Task instructions: Give every line of the data again, exactly.

-------- Provided data

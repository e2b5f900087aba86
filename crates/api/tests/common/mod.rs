#![allow(dead_code)]

use std::sync::{Arc, Mutex};

use async_trait::async_trait;
use axum::body::Body;
use axum::http::{Method, Request, Response};
use axum::Router;
use http_body_util::BodyExt;
use lettre::Message;
use sqlx::postgres::PgPoolOptions;
use sqlx::PgPool;
use tempfile::TempDir;
use tower::ServiceExt;

use counsel_api::config::ServerConfig;
use counsel_api::router::build_app_router;
use counsel_api::state::AppState;
use counsel_core::blob_store::BlobStore;
use counsel_mail::{ContactMailer, MailConfig, MailError, MailTransport};

/// Multipart boundary used by [`post_multipart`].
const BOUNDARY: &str = "counsel-test-boundary";

/// Mail transport that records messages instead of sending them.
#[derive(Default)]
pub struct RecordingTransport {
    pub sent: Mutex<Vec<Message>>,
    pub fail: bool,
}

#[async_trait]
impl MailTransport for RecordingTransport {
    async fn send(&self, message: Message) -> Result<(), MailError> {
        if self.fail {
            return Err(MailError::Build("connection refused".into()));
        }
        self.sent.lock().unwrap().push(message);
        Ok(())
    }
}

pub fn test_mail_config() -> MailConfig {
    MailConfig {
        smtp_host: "smtp.example.com".into(),
        smtp_port: 587,
        smtp_secure: false,
        smtp_user: "mailer@example.com".into(),
        smtp_password: "secret".into(),
        default_from: "mailer@example.com".into(),
        recipient: "office@example.com".into(),
        recipient_override: None,
    }
}

/// Build a test `ServerConfig` with safe defaults.
pub fn test_config(upload_dir: &std::path::Path) -> ServerConfig {
    ServerConfig {
        host: "127.0.0.1".to_string(),
        port: 0,
        database_url: "postgres://localhost/unused".to_string(),
        cors_origins: vec!["http://localhost:5173".to_string()],
        request_timeout_secs: 30,
        upload_dir: upload_dir.to_path_buf(),
        mail: test_mail_config(),
    }
}

/// A router plus the fixtures it was built over.
///
/// The upload directory lives as long as the `TestApp`.
pub struct TestApp {
    pub router: Router,
    pub uploads: TempDir,
    pub outbox: Arc<RecordingTransport>,
}

impl TestApp {
    /// A fresh handle to the router; `oneshot` consumes it.
    pub fn app(&self) -> Router {
        self.router.clone()
    }

    /// Write a file straight into the upload directory.
    pub fn put_file(&self, name: &str, bytes: &[u8]) {
        std::fs::write(self.uploads.path().join(name), bytes).unwrap();
    }

    /// Names currently in the upload directory, sorted.
    pub fn stored_files(&self) -> Vec<String> {
        let mut names: Vec<String> = std::fs::read_dir(self.uploads.path())
            .unwrap()
            .map(|e| e.unwrap().file_name().into_string().unwrap())
            .collect();
        names.sort();
        names
    }

    pub fn sent_mail(&self) -> std::sync::MutexGuard<'_, Vec<Message>> {
        self.outbox.sent.lock().unwrap()
    }
}

/// Build the full application with the production middleware stack over the
/// given pool, a temporary upload directory and a recording mail transport.
pub fn build_test_app(pool: PgPool) -> TestApp {
    build_test_app_with_transport(pool, RecordingTransport::default())
}

pub fn build_test_app_with_transport(pool: PgPool, transport: RecordingTransport) -> TestApp {
    let uploads = tempfile::tempdir().unwrap();
    let config = test_config(uploads.path());
    let outbox = Arc::new(transport);
    let mailer = ContactMailer::new(config.mail.clone(), outbox.clone());

    let state = AppState {
        pool,
        config: Arc::new(config.clone()),
        blobs: Arc::new(BlobStore::new(uploads.path())),
        mailer: Arc::new(mailer),
    };

    TestApp {
        router: build_app_router(state, &config),
        uploads,
        outbox,
    }
}

/// An app whose pool never connects. For routes that do not touch the
/// database (files, email).
pub fn build_offline_app() -> TestApp {
    let pool = PgPoolOptions::new()
        .connect_lazy("postgres://localhost/unused")
        .unwrap();
    build_test_app(pool)
}

// ---------------------------------------------------------------------------
// Request helpers
// ---------------------------------------------------------------------------

pub async fn send(app: Router, request: Request<Body>) -> Response<Body> {
    app.oneshot(request).await.unwrap()
}

pub async fn get(app: Router, uri: &str) -> Response<Body> {
    let request = Request::builder()
        .method(Method::GET)
        .uri(uri)
        .body(Body::empty())
        .unwrap();
    send(app, request).await
}

pub async fn delete(app: Router, uri: &str) -> Response<Body> {
    let request = Request::builder()
        .method(Method::DELETE)
        .uri(uri)
        .body(Body::empty())
        .unwrap();
    send(app, request).await
}

async fn json_request(
    app: Router,
    method: Method,
    uri: &str,
    body: serde_json::Value,
) -> Response<Body> {
    let request = Request::builder()
        .method(method)
        .uri(uri)
        .header("content-type", "application/json")
        .body(Body::from(body.to_string()))
        .unwrap();
    send(app, request).await
}

pub async fn post_json(app: Router, uri: &str, body: serde_json::Value) -> Response<Body> {
    json_request(app, Method::POST, uri, body).await
}

pub async fn patch_json(app: Router, uri: &str, body: serde_json::Value) -> Response<Body> {
    json_request(app, Method::PATCH, uri, body).await
}

/// One multipart part: file name, declared content type and bytes.
pub struct Part<'a> {
    pub file_name: &'a str,
    pub content_type: &'a str,
    pub bytes: &'a [u8],
}

pub async fn post_multipart(app: Router, uri: &str, parts: &[Part<'_>]) -> Response<Body> {
    let mut body = Vec::new();
    for part in parts {
        body.extend_from_slice(format!("--{BOUNDARY}\r\n").as_bytes());
        body.extend_from_slice(
            format!(
                "Content-Disposition: form-data; name=\"files\"; filename=\"{}\"\r\n",
                part.file_name
            )
            .as_bytes(),
        );
        body.extend_from_slice(format!("Content-Type: {}\r\n\r\n", part.content_type).as_bytes());
        body.extend_from_slice(part.bytes);
        body.extend_from_slice(b"\r\n");
    }
    body.extend_from_slice(format!("--{BOUNDARY}--\r\n").as_bytes());

    let request = Request::builder()
        .method(Method::POST)
        .uri(uri)
        .header(
            "content-type",
            format!("multipart/form-data; boundary={BOUNDARY}"),
        )
        .body(Body::from(body))
        .unwrap();
    send(app, request).await
}

pub async fn body_bytes(response: Response<Body>) -> Vec<u8> {
    response
        .into_body()
        .collect()
        .await
        .unwrap()
        .to_bytes()
        .to_vec()
}

pub async fn body_json(response: Response<Body>) -> serde_json::Value {
    serde_json::from_slice(&body_bytes(response).await).unwrap()
}

/// Small opaque PNG for upload tests.
pub fn png_bytes() -> Vec<u8> {
    let img = image::RgbImage::from_pixel(6, 4, image::Rgb([200, 40, 40]));
    let mut out = std::io::Cursor::new(Vec::new());
    img.write_to(&mut out, image::ImageFormat::Png).unwrap();
    out.into_inner()
}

----------------

Solved problem:
repository e2b5f900087aba86
filename crates/api/tests/common/mod.rs
#![allow(dead_code)]

use std::sync::{Arc, Mutex};

use async_trait::async_trait;
use axum::body::Body;
use axum::http::{Method, Request, Response};
use axum::Router;
use http_body_util::BodyExt;
use lettre::Message;
use sqlx::postgres::PgPoolOptions;
use sqlx::PgPool;
use tempfile::TempDir;
use tower::ServiceExt;

use counsel_api::config::ServerConfig;
use counsel_api::router::build_app_router;
use counsel_api::state::AppState;
use counsel_core::blob_store::BlobStore;
use counsel_mail::{ContactMailer, MailConfig, MailError, MailTransport};

/// Multipart boundary used by [`post_multipart`].
const BOUNDARY: &str = "counsel-test-boundary";

/// Mail transport that records messages instead of sending them.
#[derive(Default)]
pub struct RecordingTransport {
    pub sent: Mutex<Vec<Message>>,
    pub fail: bool,
}

#[async_trait]
impl MailTransport for RecordingTransport {
    async fn send(&self, message: Message) -> Result<(), MailError> {
        if self.fail {
            return Err(MailError::Build("connection refused".into()));
        }
        self.sent.lock().unwrap().push(message);
        Ok(())
    }
}

pub fn test_mail_config() -> MailConfig {
    MailConfig {
        smtp_host: "smtp.example.com".into(),
        smtp_port: 587,
        smtp_secure: false,
        smtp_user: "mailer@example.com".into(),
        smtp_password: "secret".into(),
        default_from: "mailer@example.com".into(),
        recipient: "office@example.com".into(),
        recipient_override: None,
    }
}

/// Build a test `ServerConfig` with safe defaults.
pub fn test_config(upload_dir: &std::path::Path) -> ServerConfig {
    ServerConfig {
        host: "127.0.0.1".to_string(),
        port: 0,
        database_url: "postgres://localhost/unused".to_string(),
        cors_origins: vec!["http://localhost:5173".to_string()],
        request_timeout_secs: 30,
        upload_dir: upload_dir.to_path_buf(),
        mail: test_mail_config(),
    }
}

/// A router plus the fixtures it was built over.
///
/// The upload directory lives as long as the `TestApp`.
pub struct TestApp {
    pub router: Router,
    pub uploads: TempDir,
    pub outbox: Arc<RecordingTransport>,
}

impl TestApp {
    /// A fresh handle to the router; `oneshot` consumes it.
    pub fn app(&self) -> Router {
        self.router.clone()
    }

    /// Write a file straight into the upload directory.
    pub fn put_file(&self, name: &str, bytes: &[u8]) {
        std::fs::write(self.uploads.path().join(name), bytes).unwrap();
    }

    /// Names currently in the upload directory, sorted.
    pub fn stored_files(&self) -> Vec<String> {
        let mut names: Vec<String> = std::fs::read_dir(self.uploads.path())
            .unwrap()
            .map(|e| e.unwrap().file_name().into_string().unwrap())
            .collect();
        names.sort();
        names
    }

    pub fn sent_mail(&self) -> std::sync::MutexGuard<'_, Vec<Message>> {
        self.outbox.sent.lock().unwrap()
    }
}

/// Build the full application with the production middleware stack over the
/// given pool, a temporary upload directory and a recording mail transport.
pub fn build_test_app(pool: PgPool) -> TestApp {
    build_test_app_with_transport(pool, RecordingTransport::default())
}

pub fn build_test_app_with_transport(pool: PgPool, transport: RecordingTransport) -> TestApp {
    let uploads = tempfile::tempdir().unwrap();
    let config = test_config(uploads.path());
    let outbox = Arc::new(transport);
    let mailer = ContactMailer::new(config.mail.clone(), outbox.clone());

    let state = AppState {
        pool,
        config: Arc::new(config.clone()),
        blobs: Arc::new(BlobStore::new(uploads.path())),
        mailer: Arc::new(mailer),
    };

    TestApp {
        router: build_app_router(state, &config),
        uploads,
        outbox,
    }
}

/// An app whose pool never connects. For routes that do not touch the
/// database (files, email).
pub fn build_offline_app() -> TestApp {
    let pool = PgPoolOptions::new()
        .connect_lazy("postgres://localhost/unused")
        .unwrap();
    build_test_app(pool)
}

// ---------------------------------------------------------------------------
// Request helpers
// ---------------------------------------------------------------------------

pub async fn send(app: Router, request: Request<Body>) -> Response<Body> {
    app.oneshot(request).await.unwrap()
}

pub async fn get(app: Router, uri: &str) -> Response<Body> {
    let request = Request::builder()
        .method(Method::GET)
        .uri(uri)
        .body(Body::empty())
        .unwrap();
    send(app, request).await
}

pub async fn delete(app: Router, uri: &str) -> Response<Body> {
    let request = Request::builder()
        .method(Method::DELETE)
        .uri(uri)
        .body(Body::empty())
        .unwrap();
    send(app, request).await
}

async fn json_request(
    app: Router,
    method: Method,
    uri: &str,
    body: serde_json::Value,
) -> Response<Body> {
    let request = Request::builder()
        .method(method)
        .uri(uri)
        .header("content-type", "application/json")
        .body(Body::from(body.to_string()))
        .unwrap();
    send(app, request).await
}

pub async fn post_json(app: Router, uri: &str, body: serde_json::Value) -> Response<Body> {
    json_request(app, Method::POST, uri, body).await
}

pub async fn patch_json(app: Router, uri: &str, body: serde_json::Value) -> Response<Body> {
    json_request(app, Method::PATCH, uri, body).await
}

/// One multipart part: file name, declared content type and bytes.
pub struct Part<'a> {
    pub file_name: &'a str,
    pub content_type: &'a str,
    pub bytes: &'a [u8],
}

pub async fn post_multipart(app: Router, uri: &str, parts: &[Part<'_>]) -> Response<Body> {
    let mut body = Vec::new();
    for part in parts {
        body.extend_from_slice(format!("--{BOUNDARY}\r\n").as_bytes());
        body.extend_from_slice(
            format!(
                "Content-Disposition: form-data; name=\"files\"; filename=\"{}\"\r\n",
                part.file_name
            )
            .as_bytes(),
        );
        body.extend_from_slice(format!("Content-Type: {}\r\n\r\n", part.content_type).as_bytes());
        body.extend_from_slice(part.bytes);
        body.extend_from_slice(b"\r\n");
    }
    body.extend_from_slice(format!("--{BOUNDARY}--\r\n").as_bytes());

    let request = Request::builder()
        .method(Method::POST)
        .uri(uri)
        .header(
            "content-type",
            format!("multipart/form-data; boundary={BOUNDARY}"),
        )
        .body(Body::from(body))
        .unwrap();
    send(app, request).await
}

pub async fn body_bytes(response: Response<Body>) -> Vec<u8> {
    response
        .into_body()
        .collect()
        .await
        .unwrap()
        .to_bytes()
        .to_vec()
}

pub async fn body_json(response: Response<Body>) -> serde_json::Value {
    serde_json::from_slice(&body_bytes(response).await).unwrap()
}

/// Small opaque PNG for upload tests.
pub fn png_bytes() -> Vec<u8> {
    let img = image::RgbImage::from_pixel(6, 4, image::Rgb([200, 40, 40]));
    let mut out = std::io::Cursor::new(Vec::new());
    img.write_to(&mut out, image::ImageFormat::Png).unwrap();
    out.into_inner()
}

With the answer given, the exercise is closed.